---------- SOURCE INFORMATION ----------

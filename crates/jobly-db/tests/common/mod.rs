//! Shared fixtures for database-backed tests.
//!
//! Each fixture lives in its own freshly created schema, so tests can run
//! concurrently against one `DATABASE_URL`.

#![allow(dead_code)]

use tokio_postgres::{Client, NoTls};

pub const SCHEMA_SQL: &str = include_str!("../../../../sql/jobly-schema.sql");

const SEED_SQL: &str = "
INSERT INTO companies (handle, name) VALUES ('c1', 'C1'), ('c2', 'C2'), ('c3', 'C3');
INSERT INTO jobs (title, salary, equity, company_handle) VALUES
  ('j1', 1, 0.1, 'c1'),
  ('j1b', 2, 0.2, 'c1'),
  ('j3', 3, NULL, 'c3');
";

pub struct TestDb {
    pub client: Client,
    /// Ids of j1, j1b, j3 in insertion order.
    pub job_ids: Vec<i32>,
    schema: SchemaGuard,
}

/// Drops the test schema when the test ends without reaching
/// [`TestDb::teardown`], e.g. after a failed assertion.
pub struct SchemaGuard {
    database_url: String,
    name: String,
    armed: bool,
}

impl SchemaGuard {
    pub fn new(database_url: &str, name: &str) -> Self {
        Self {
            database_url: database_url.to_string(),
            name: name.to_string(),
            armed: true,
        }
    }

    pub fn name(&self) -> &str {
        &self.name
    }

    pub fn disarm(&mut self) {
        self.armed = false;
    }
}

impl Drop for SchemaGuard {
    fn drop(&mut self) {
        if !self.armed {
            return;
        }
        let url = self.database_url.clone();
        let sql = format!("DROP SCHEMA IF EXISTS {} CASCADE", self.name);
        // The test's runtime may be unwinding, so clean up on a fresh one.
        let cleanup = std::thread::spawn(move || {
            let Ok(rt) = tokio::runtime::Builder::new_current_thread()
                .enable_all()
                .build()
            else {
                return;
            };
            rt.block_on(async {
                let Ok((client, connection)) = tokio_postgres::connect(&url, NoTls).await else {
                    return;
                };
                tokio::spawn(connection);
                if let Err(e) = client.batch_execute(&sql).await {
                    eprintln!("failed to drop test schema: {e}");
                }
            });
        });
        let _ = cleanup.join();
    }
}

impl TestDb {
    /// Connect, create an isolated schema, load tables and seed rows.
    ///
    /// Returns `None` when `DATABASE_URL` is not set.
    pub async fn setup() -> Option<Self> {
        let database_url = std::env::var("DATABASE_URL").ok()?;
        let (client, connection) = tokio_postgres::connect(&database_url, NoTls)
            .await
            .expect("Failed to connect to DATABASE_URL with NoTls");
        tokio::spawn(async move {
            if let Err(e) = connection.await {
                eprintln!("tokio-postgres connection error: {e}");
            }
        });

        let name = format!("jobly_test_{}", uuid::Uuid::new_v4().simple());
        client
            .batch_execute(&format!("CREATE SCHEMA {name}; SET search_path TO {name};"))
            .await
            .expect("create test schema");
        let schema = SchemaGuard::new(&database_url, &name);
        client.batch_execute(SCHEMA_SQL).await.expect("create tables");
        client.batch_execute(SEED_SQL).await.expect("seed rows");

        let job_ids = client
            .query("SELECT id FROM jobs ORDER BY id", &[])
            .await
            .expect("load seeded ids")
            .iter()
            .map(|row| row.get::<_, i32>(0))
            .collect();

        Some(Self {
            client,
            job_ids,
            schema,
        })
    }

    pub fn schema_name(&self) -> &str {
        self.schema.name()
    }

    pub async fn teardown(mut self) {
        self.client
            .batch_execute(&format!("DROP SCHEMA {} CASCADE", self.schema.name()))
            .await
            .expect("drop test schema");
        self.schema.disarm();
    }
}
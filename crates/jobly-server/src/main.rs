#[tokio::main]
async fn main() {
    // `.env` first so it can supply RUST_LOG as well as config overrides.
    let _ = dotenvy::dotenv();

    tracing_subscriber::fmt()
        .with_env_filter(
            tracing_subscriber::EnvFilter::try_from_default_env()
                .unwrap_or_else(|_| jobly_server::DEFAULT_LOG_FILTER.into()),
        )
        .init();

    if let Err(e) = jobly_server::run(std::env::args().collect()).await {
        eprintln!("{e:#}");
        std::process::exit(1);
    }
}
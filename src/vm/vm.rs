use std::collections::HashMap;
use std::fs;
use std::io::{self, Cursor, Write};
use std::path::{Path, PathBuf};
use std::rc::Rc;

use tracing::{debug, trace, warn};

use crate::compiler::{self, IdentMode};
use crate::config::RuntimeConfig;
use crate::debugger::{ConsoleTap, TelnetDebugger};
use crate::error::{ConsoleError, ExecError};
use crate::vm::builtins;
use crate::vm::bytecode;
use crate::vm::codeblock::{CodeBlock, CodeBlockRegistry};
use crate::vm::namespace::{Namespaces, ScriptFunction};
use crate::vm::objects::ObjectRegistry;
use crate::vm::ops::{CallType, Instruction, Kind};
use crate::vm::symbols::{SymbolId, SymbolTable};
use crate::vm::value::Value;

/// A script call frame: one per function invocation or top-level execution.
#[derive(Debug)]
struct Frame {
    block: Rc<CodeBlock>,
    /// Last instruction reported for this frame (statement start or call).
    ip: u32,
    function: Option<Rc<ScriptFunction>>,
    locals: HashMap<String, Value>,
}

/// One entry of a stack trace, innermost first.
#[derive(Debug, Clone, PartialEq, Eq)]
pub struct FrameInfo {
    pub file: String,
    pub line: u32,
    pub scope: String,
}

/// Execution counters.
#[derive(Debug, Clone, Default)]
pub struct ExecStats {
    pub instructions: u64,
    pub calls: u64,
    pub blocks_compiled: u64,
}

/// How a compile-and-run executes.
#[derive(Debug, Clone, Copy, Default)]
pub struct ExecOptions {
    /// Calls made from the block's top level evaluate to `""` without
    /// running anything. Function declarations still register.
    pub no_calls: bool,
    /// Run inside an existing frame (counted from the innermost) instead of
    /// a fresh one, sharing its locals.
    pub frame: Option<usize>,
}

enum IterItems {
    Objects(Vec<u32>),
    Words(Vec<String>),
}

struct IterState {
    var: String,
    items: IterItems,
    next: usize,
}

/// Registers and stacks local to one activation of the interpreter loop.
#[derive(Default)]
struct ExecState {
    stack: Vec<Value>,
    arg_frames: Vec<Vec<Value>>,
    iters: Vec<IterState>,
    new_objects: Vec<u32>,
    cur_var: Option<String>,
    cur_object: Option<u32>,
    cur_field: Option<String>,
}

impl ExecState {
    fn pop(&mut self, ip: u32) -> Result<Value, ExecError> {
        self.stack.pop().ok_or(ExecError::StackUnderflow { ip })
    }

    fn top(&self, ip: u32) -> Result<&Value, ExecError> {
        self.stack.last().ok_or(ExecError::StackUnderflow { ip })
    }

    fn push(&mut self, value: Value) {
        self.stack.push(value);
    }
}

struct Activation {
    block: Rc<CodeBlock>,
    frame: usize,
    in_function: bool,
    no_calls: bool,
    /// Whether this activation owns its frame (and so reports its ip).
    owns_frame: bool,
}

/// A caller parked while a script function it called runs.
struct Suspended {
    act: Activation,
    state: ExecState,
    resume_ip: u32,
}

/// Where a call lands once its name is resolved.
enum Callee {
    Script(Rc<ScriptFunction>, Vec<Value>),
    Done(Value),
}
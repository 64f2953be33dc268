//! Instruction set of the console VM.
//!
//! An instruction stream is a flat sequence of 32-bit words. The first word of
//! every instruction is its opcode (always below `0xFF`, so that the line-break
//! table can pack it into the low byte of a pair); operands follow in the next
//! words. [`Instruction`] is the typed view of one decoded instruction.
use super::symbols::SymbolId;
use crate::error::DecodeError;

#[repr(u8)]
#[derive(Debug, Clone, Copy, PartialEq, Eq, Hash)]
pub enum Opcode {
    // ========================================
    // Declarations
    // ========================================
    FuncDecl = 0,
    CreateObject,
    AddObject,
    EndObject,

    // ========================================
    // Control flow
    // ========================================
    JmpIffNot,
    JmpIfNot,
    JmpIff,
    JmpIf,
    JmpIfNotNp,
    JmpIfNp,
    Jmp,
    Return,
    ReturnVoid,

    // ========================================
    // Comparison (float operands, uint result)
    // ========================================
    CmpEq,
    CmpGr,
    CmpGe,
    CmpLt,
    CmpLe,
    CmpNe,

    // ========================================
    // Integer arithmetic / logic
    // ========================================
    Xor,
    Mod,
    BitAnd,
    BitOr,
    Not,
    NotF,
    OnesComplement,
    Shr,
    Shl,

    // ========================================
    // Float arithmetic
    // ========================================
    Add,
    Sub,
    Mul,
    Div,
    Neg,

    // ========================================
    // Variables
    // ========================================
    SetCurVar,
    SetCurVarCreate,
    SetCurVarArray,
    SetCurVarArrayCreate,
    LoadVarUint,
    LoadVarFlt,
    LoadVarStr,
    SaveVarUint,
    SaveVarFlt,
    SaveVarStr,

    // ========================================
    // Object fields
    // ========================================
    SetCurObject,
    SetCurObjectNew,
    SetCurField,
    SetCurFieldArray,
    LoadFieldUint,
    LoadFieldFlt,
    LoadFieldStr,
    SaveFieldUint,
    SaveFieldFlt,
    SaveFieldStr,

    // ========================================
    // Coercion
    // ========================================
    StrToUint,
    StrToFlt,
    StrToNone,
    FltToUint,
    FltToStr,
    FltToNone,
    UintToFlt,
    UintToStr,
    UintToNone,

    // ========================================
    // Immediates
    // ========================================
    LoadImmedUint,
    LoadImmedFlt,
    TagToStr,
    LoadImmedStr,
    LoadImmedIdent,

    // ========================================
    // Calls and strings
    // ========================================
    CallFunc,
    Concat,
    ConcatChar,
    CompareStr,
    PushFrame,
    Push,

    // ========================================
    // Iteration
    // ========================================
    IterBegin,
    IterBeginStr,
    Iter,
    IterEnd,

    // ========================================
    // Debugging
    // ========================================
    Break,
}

----------

EXERCISE: Search the entries above for the word "SymbolId" and copy each line where it appears.

EXPECTED OUTPUT:
use crate::vm::symbols::{SymbolId, SymbolTable};
use super::symbols::SymbolId;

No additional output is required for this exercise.